הוֹי אֶרֶץ צִלְצַל כְּנָפָיִם אֲשֶׁר מֵעֵבֶר לְנַהֲרֵי כוּשׁ

KJ (King James translation) : Woe to the land shadowing with wings, which is beyond the rivers of Ethiopia:

BN (BibleNet translation): Woe to the land infested by the buzzing of crickets, which is beyond the rivers of Kush...


HOY: "Woe to…" 
And why do the various translations, Jewish and Christian, sometimes go "Ah" when it's HOY, and sometimes go "Woe!"? They are slanting the meaning in their preferred direction. When Y-Y says HOY he means HOY, and not in the Spanish either (that would be mañana anyway). What might be a more interesting activity, for a Friday evening lighthearted study game rather than a Yeshivah shi'ur: what is the emotional difference between HOY and HOY VA VOY? And why are they sometimes Oi, and sometimes Hoi, and sometimes Hoy?

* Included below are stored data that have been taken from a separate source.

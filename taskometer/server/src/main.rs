#[tokio::main]
async fn main() -> anyhow::Result<()> {
    tracing_subscriber::fmt().init();
    let config = taskometer_server::config::Config::from_env()?;
    taskometer_server::web::start_web_server(config).await
}
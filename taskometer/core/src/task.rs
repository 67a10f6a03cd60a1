use crate::ValidationError;
use chrono::{DateTime, TimeDelta, Utc};
use std::fmt;
use uuid::Uuid;

#[cfg(feature = "serde")]
use serde::{Deserialize, Serialize};

/// How far past creation a task falls due when no due date is given.
pub fn default_due_in() -> TimeDelta {
    TimeDelta::hours(24)
}

/// Lifecycle state of a task. Persisted as its integer code.
#[derive(Debug, Clone, Copy, PartialEq, Eq, Hash, Default)]
#[cfg_attr(
    feature = "serde",
    derive(Serialize, Deserialize),
    serde(into = "u8", try_from = "u8")
)]
pub enum TaskStatus {
    #[default]
    Pending = 0,
    Complete = 1,
    Cancelled = 2,
}

impl TaskStatus {
    pub fn name(&self) -> &'static str {
        match self {
            TaskStatus::Pending => "Pending",
            TaskStatus::Complete => "Complete",
            TaskStatus::Cancelled => "Cancelled",
        }
    }

    pub fn code(&self) -> u8 {
        *self as u8
    }
}

impl fmt::Display for TaskStatus {
    fn fmt(&self, f: &mut fmt::Formatter<'_>) -> fmt::Result {
        f.write_str(self.name())
    }
}

impl From<TaskStatus> for u8 {
    fn from(status: TaskStatus) -> Self {
        status.code()
    }
}

impl TryFrom<u8> for TaskStatus {
    type Error = ValidationError;

    fn try_from(code: u8) -> Result<Self, Self::Error> {
        match code {
            0 => Ok(TaskStatus::Pending),
            1 => Ok(TaskStatus::Complete),
            2 => Ok(TaskStatus::Cancelled),
            other => Err(ValidationError::UnknownStatus(other)),
        }
    }
}

/// A unit of work belonging to exactly one task list.
///
/// The owning list is referenced by id only; nothing checks that the list exists.
#[derive(Debug, Clone, PartialEq, Eq)]
#[cfg_attr(feature = "serde", derive(Serialize, Deserialize))]
pub struct Task {
    pub id: Uuid,
    pub list_id: Uuid,
    pub title: String,
    #[cfg_attr(feature = "serde", serde(default))]
    pub description: String,
    #[cfg_attr(feature = "serde", serde(default))]
    pub status: TaskStatus,
    pub due_date: DateTime<Utc>,
    pub created_at: DateTime<Utc>,
    pub updated_at: DateTime<Utc>,
}

impl Task {
    /// Creates a pending task with an empty description and a freshly generated id.
    /// Returns an error if the title is blank.
    pub fn new(
        list_id: Uuid,
        title: impl Into<String>,
        due_date: DateTime<Utc>,
    ) -> Result<Self, ValidationError> {
        let title = title.into();
        if title.trim().is_empty() {
            return Err(ValidationError::EmptyTitle);
        }

        let now = Utc::now();
        Ok(Task {
            id: Uuid::new_v4(),
            list_id,
            title,
            description: String::new(),
            status: TaskStatus::Pending,
            due_date,
            created_at: now,
            updated_at: now,
        })
    }

    /// Creates a task that falls due [`default_due_in`] from now.
    pub fn due_tomorrow(list_id: Uuid, title: impl Into<String>) -> Result<Self, ValidationError> {
        Self::new(list_id, title, Utc::now() + default_due_in())
    }

    /// Marks the task as modified now.
    pub fn touch(&mut self) {
        self.updated_at = Utc::now();
    }
}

What do you mean, "why does it matter?"?  Of course it matters. Hoi va voy on you for disputing it.

KUSH: But which one? Most English versions give Ethiopia, but there are two very different places which get named as Kush in the Tanach, so is this Kush of Africa (Upper Egypt really, but it included what is now Sudan, plus Eritrea to its east, and northern Ethiopia), or - much more likely in the context of the previous chapters - Kush of Iraq/Iran? Hopefully the text below will resolve this question.

TSILTSAL: A TSEL is a "shadow", so there may be a pun here, doubling the shadow, but a TSELTSEL is actually a completely different word, and it is the name for a cricket in Deuteronomy 28:42. But I have explained this in full in my note there.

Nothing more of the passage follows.